The reason is purely mechanical: Unruh provides a cash damages trigger that federal ADA doesn't. Under ADA Title III alone, plaintiffs can win injunctive relief and attorney's fees, but not damages. Under Unruh, every violation is worth money. That turns California into an economic engine for plaintiffs.
Who is filing these lawsuits
The filings are concentrated. 33 serial plaintiffs accounted for half of all ADA web lawsuits in 2025. The most prolific individual plaintiff filed 241 cases in a single year. These aren't users who were personally aggrieved. They're a professional filing operation, often working with a small number of plaintiff-side law firms that specialize in quick-settlement ADA cases.
A notable 2025 development: 40% of filings came from self-represented plaintiffs using AI tools to draft complaints. This removed the lawyer-fee barrier and 10×'d the potential filing volume. The trend is going in one direction.
What gets you sued
Plaintiffs and their firms use automated accessibility scanners to find violations at scale. The most common violations flagged in 2025 cases:
- Low-contrast text that fails the 4.5:1 ratio (79.1% of all websites scanned fail this)
- Images without descriptive alt attributes (55.5% fail)
- Unlabeled form fields (48.2% fail)
- Empty or broken links (45.4% fail)
- Missing ARIA labels on interactive components
- Keyboard traps in modal dialogs
The average small-business website has 50+ individual violations when scanned. At $4,000 each, that's $200,000 in theoretical exposure on a single homepage visit.
Why contractors are targeted
Contractor and local-service websites are preferred targets for three reasons. First, they typically lack the legal infrastructure to push back hard, which makes settlement faster. Second, they're often older builds that predate accessibility awareness, so violation density is high. Third, their insurance policies frequently exclude ADA claims, which means the business owner pays personally.
A $5,000-$30,000 settlement on a home-services business feels catastrophic. A plaintiff working at scale sees it as a routine transaction.
What small businesses can do
The defense to any ADA Title III case is documented good-faith compliance. Courts have consistently held that businesses that build to the recognized legal accessibility standard, test against it, and maintain compliance over time have a real defense. The specific steps:
- Build to the legal accessibility standard courts use to evaluate ADA Title III cases.
- Test with the same professional-grade scanners plaintiffs use, before launch.
- Verify with screen readers and keyboard-only navigation on every launch.

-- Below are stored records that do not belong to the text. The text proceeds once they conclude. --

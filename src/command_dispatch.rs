//! Purpose: Hold top-level CLI command dispatch for `json-facade`.
//! Exports: `dispatch_command`, `render`.
//! Role: Keep `main.rs` focused on parse/bootstrap and delegate command execution.
//! Invariants: CLI decoding never promotes `json_class` tags (no classes are registered).
//! Invariants: Decode and re-encode share one nesting ceiling.
//! Invariants: Colorized output passes the same encode checks as plain output.

use super::*;

pub(super) fn dispatch_command(
    command: Command,
    backend: &'static dyn Backend,
    color_mode: ColorMode,
) -> Result<RunOutcome, Error> {
    let json = Json::with_backend(backend, Registry::new());
    match command {
        Command::Completion { shell } => {
            let mut cmd = Cli::command();
            clap_complete::aot::generate(shell, &mut cmd, "json-facade", &mut io::stdout());
            Ok(RunOutcome::ok())
        }
        Command::Backend => {
            emit_json(backend_json(backend));
            Ok(RunOutcome::ok())
        }
        Command::Fmt {
            input,
            pretty,
            max_nesting,
        } => {
            let source = read_input(input.as_deref())?;
            let node = json.decode(&source, &decode_options(max_nesting))?;
            let use_color = color_mode.use_color(io::stdout().is_terminal());
            let text = render(&json, &node, pretty, use_color, &encode_options(max_nesting))?;
            println!("{text}");
            Ok(RunOutcome::ok())
        }
        Command::Check { input, max_nesting } => {
            let source = read_input(input.as_deref())?;
            let node = json.decode(&source, &decode_options(max_nesting))?;
            emit_json(json!({
                "ok": true,
                "backend": backend.kind().as_str(),
                "depth": node.depth(),
                "classes": node.count_tagged(),
            }));
            Ok(RunOutcome::ok())
        }
    }
}

/// Encode `node` for `fmt`; color is applied only after encode succeeds.
pub(super) fn render(
    json: &Json,
    node: &Node,
    pretty: bool,
    use_color: bool,
    options: &EncodeOptions,
) -> Result<String, Error> {
    if !pretty {
        return json.encode(node, options);
    }
    let text = json.encode_pretty(node, options)?;
    if use_color {
        Ok(colorize_node(node, true))
    } else {
        Ok(text)
    }
}
//! Purpose: Define the decoded JSON tree and the domain-object seam.
//! Exports: `Node`, `Object`, `JsonClass`, `JSON_CLASS_KEY`.
//! Role: Value type returned by decode and accepted by encode.
//! Invariants: `Node` mirrors `serde_json::Value` plus one `Class` variant for rebuilt objects.
//! Invariants: Object key order is insertion order.

use std::any::Any;
use std::fmt;
use std::mem;
use std::sync::Arc;

use indexmap::IndexMap;
use serde::{Serialize, Serializer};
use serde_json::{Number, Value};

use crate::core::nesting::with_stack;

/// Reserved mapping key naming the class a decoded object belongs to.
pub const JSON_CLASS_KEY: &str = "json_class";

/// `newtype_struct` name marking a domain-object expansion during serialization.
/// Plain serializers treat it as transparent; the encode guard counts it.
pub(crate) const CLASS_EXPANSION: &str = "$json_facade::private::ClassExpansion";

/// Ordered mapping of a decoded JSON object.
pub type Object = IndexMap<String, Node>;

#[doc(hidden)]
pub trait AsAny {
    fn as_any(&self) -> &dyn Any;
}

impl<T: Any> AsAny for T {
    fn as_any(&self) -> &dyn Any {
        self
    }
}

/// A domain type that can appear in a decoded tree.
///
/// `to_node` is what gets written back out on encode; include the
/// `json_class` tag there if the encoded form should round-trip.
pub trait JsonClass: AsAny + fmt::Debug + Send + Sync + 'static {
    fn json_class(&self) -> &str;

    fn to_node(&self) -> Node;
}

impl dyn JsonClass {
    pub fn downcast_ref<T: JsonClass>(&self) -> Option<&T> {
        <dyn JsonClass as AsAny>::as_any(self).downcast_ref::<T>()
    }
}

#[derive(Clone, Debug, Default)]
pub enum Node {
    #[default]
    Null,
    Bool(bool),
    Number(Number),
    String(String),
    Array(Vec<Node>),
    Object(Object),
    Class(Arc<dyn JsonClass>),
}

impl Node {
    /// Build an object whose first key is the `json_class` tag.
    pub fn tagged(class: &str, fields: Object) -> Node {
        let mut object = Object::with_capacity(fields.len() + 1);
        object.insert(JSON_CLASS_KEY.to_string(), Node::String(class.to_string()));
        object.extend(fields.into_iter().filter(|(key, _)| key != JSON_CLASS_KEY));
        Node::Object(object)
    }

    pub fn is_null(&self) -> bool {
        matches!(self, Node::Null)
    }

    pub fn as_bool(&self) -> Option<bool> {
        match self {
            Node::Bool(value) => Some(*value),
            _ => None,
        }
    }

    pub fn as_i64(&self) -> Option<i64> {
        match self {
            Node::Number(num) => num.as_i64(),
            _ => None,
        }
    }

    pub fn as_u64(&self) -> Option<u64> {
        match self {
            Node::Number(num) => num.as_u64(),
            _ => None,
        }
    }

    pub fn as_f64(&self) -> Option<f64> {
        match self {
            Node::Number(num) => num.as_f64(),
            _ => None,
        }
    }

    pub fn as_str(&self) -> Option<&str> {
        match self {
            Node::String(text) => Some(text),
            _ => None,
        }
    }

    pub fn as_array(&self) -> Option<&[Node]> {
        match self {
            Node::Array(items) => Some(items),
            _ => None,
        }
    }

    pub fn as_object(&self) -> Option<&Object> {
        match self {
            Node::Object(map) => Some(map),
            _ => None,
        }
    }

    pub fn as_class(&self) -> Option<&dyn JsonClass> {
        match self {
            Node::Class(class) => Some(&**class),
            _ => None,
        }
    }

    /// Borrow the reconstructed domain object as `T`.
    pub fn downcast_ref<T: JsonClass>(&self) -> Option<&T> {
        self.as_class().and_then(|class| class.downcast_ref::<T>())
    }

    /// Look up `key` when this node is an object.
    pub fn get(&self, key: &str) -> Option<&Node> {
        self.as_object().and_then(|map| map.get(key))
    }

    /// The `json_class` tag of an object, or the class name of a domain object.
    pub fn class_name(&self) -> Option<&str> {
        match self {
            Node::Object(map) => map.get(JSON_CLASS_KEY).and_then(Node::as_str),
            Node::Class(class) => Some(class.json_class()),
            _ => None,
        }
    }

    /// Container depth; scalars are depth 0.
    pub fn depth(&self) -> usize {
        with_stack(|| match self {
            Node::Array(items) => 1 + items.iter().map(Node::depth).max().unwrap_or(0),
            Node::Object(map) => 1 + map.values().map(Node::depth).max().unwrap_or(0),
            Node::Class(class) => class.to_node().depth(),
            _ => 0,
        })
    }

    /// Number of mappings carrying a `json_class` tag, nested ones included.
    pub fn count_tagged(&self) -> usize {
        with_stack(|| match self {
            Node::Array(items) => items.iter().map(Node::count_tagged).sum(),
            Node::Object(map) => {
                let own = usize::from(map.contains_key(JSON_CLASS_KEY));
                own + map.values().map(Node::count_tagged).sum::<usize>()
            }
            Node::Class(_) => 1,
            _ => 0,
        })
    }

    /// Plain `serde_json::Value` form; domain objects are expanded via `to_node`.
    pub fn to_value(&self) -> Value {
        match self {
            Node::Null => Value::Null,
            Node::Bool(value) => Value::Bool(*value),
            Node::Number(num) => Value::Number(num.clone()),
            Node::String(text) => Value::String(text.clone()),
            Node::Array(items) => Value::Array(items.iter().map(Node::to_value).collect()),
            Node::Object(map) => Value::Object(
                map.iter()
                    .map(|(key, value)| (key.clone(), value.to_value()))
                    .collect(),
            ),
            Node::Class(class) => class.to_node().to_value(),
        }
    }
}

impl PartialEq for Node {
    fn eq(&self, other: &Self) -> bool {
        match (self, other) {
            (Node::Null, Node::Null) => true,
            (Node::Bool(a), Node::Bool(b)) => a == b,
            (Node::Number(a), Node::Number(b)) => a == b,
            (Node::String(a), Node::String(b)) => a == b,
            (Node::Array(a), Node::Array(b)) => a == b,
            (Node::Object(a), Node::Object(b)) => a == b,
            (Node::Class(a), Node::Class(b)) => {
                a.json_class() == b.json_class() && a.to_node() == b.to_node()
            }
            _ => false,
        }
    }
}

impl Serialize for Node {
    fn serialize<S: Serializer>(&self, serializer: S) -> Result<S::Ok, S::Error> {
        match self {
            Node::Null => serializer.serialize_unit(),
            Node::Bool(value) => serializer.serialize_bool(*value),
            Node::Number(num) => num.serialize(serializer),
            Node::String(text) => serializer.serialize_str(text),
            Node::Array(items) => items.serialize(serializer),
            Node::Object(map) => map.serialize(serializer),
            Node::Class(class) => {
                serializer.serialize_newtype_struct(CLASS_EXPANSION, &class.to_node())
            }
        }
    }
}

// Deep trees are torn down iteratively rather than one stack frame per level.
impl Drop for Node {
    fn drop(&mut self) {
        let mut pending = match self {
            Node::Array(items) if !items.is_empty() => mem::take(items),
            Node::Object(map) if !map.is_empty() => map.drain(..).map(|(_, value)| value).collect(),
            _ => return,
        };
        while let Some(mut node) = pending.pop() {
            match &mut node {
                Node::Array(items) => pending.append(items),
                Node::Object(map) => pending.extend(map.drain(..).map(|(_, value)| value)),
                _ => {}
            }
        }
    }
}

impl From<Value> for Node {
    fn from(value: Value) -> Self {
        match value {
            Value::Null => Node::Null,
            Value::Bool(value) => Node::Bool(value),
            Value::Number(num) => Node::Number(num),
            Value::String(text) => Node::String(text),
            Value::Array(items) => Node::Array(items.into_iter().map(Node::from).collect()),
            Value::Object(map) => Node::Object(
                map.into_iter()
                    .map(|(key, value)| (key, Node::from(value)))
                    .collect(),
            ),
        }
    }
}

impl From<bool> for Node {
    fn from(value: bool) -> Self {
        Node::Bool(value)
    }
}

impl From<i64> for Node {
    fn from(value: i64) -> Self {
        Node::Number(value.into())
    }
}

impl From<u64> for Node {
    fn from(value: u64) -> Self {
        Node::Number(value.into())
    }
}

impl From<f64> for Node {
    /// Non-finite floats become `Null`, as in `serde_json`.
    fn from(value: f64) -> Self {
        Number::from_f64(value).map_or(Node::Null, Node::Number)
    }
}

impl From<&str> for Node {
    fn from(value: &str) -> Self {
        Node::String(value.to_string())
    }
}

impl From<String> for Node {
    fn from(value: String) -> Self {
        Node::String(value)
    }
}

impl From<Vec<Node>> for Node {
    fn from(items: Vec<Node>) -> Self {
        Node::Array(items)
    }
}

impl From<Object> for Node {
    fn from(map: Object) -> Self {
        Node::Object(map)
    }
}

impl<T: JsonClass> From<Arc<T>> for Node {
    fn from(class: Arc<T>) -> Self {
        Node::Class(class)
    }
}
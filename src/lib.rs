pub mod cli;
pub mod config;
pub mod engine;
pub mod exit_code;
pub mod lifecycle;
pub mod logging;
pub mod progress;
pub mod target;

pub use config::Settings;
pub use engine::{EngineError, EngineMessage, EngineRun, EngineSource};
pub use exit_code::ExitCode;
pub use lifecycle::{ProgressEvent, ProgressMapper, TaskLine, TaskState};
pub use progress::{BarData, BarOptions, MultiProgressBar};
pub use target::Target;
//! Target specifiers of the form `project:target[:configuration]`.

use serde::{Deserialize, Serialize};
use std::fmt;
use std::str::FromStr;
use thiserror::Error;

#[derive(Error, Debug, PartialEq, Eq)]
pub enum TargetError {
    #[error("Invalid target '{0}': expected project:target[:configuration]")]
    Malformed(String),
}

/// A project target, optionally with a named configuration.
#[derive(Debug, Clone, PartialEq, Eq, Serialize, Deserialize)]
pub struct Target {
    pub project: String,
    pub target: String,
    #[serde(default, skip_serializing_if = "Option::is_none")]
    pub configuration: Option<String>,
}

impl FromStr for Target {
    type Err = TargetError;

    fn from_str(s: &str) -> Result<Self, Self::Err> {
        let malformed = || TargetError::Malformed(s.to_string());
        let mut parts = s.split(':');
        let project = parts.next().filter(|p| !p.is_empty()).ok_or_else(malformed)?;
        let target = parts.next().filter(|t| !t.is_empty()).ok_or_else(malformed)?;
        let configuration = match parts.next() {
            Some("") => return Err(malformed()),
            other => other.map(str::to_string),
        };
        if parts.next().is_some() {
            return Err(malformed());
        }

        Ok(Target {
            project: project.to_string(),
            target: target.to_string(),
            configuration,
        })
    }
}

impl fmt::Display for Target {
    fn fmt(&self, f: &mut fmt::Formatter<'_>) -> fmt::Result {
        write!(f, "{}:{}", self.project, self.target)?;
        if let Some(configuration) = &self.configuration {
            write!(f, ":{configuration}")?;
        }
        Ok(())
    }
}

- Archive every compliance audit for at least 36 months.
- Re-audit quarterly and whenever content or functionality changes.
- Publish a public accessibility statement declaring your standard.
If a demand letter arrives
Do not respond in writing or admit liability. Contact an ADA Title III defense attorney within five business days. Pull your compliance documentation. Work with your attorney on a response strategy. Many demand letters settle for less than the initial demand when the defendant shows up with real documentation. Others go away entirely when the plaintiff realizes the math doesn't work.
More on this in What to Do When You Get an ADA Demand Letter.
The bottom line
California contractor websites are the highest-risk segment of the U.S. ADA litigation landscape. The volume is rising, the barrier to filing is dropping, and the violation density on the average small-business site is already in six-figure exposure territory. The defense is achievable, but it requires building right from the start. Retrofitting a non-compliant site after a demand letter arrives is expensive, slow, and often too late.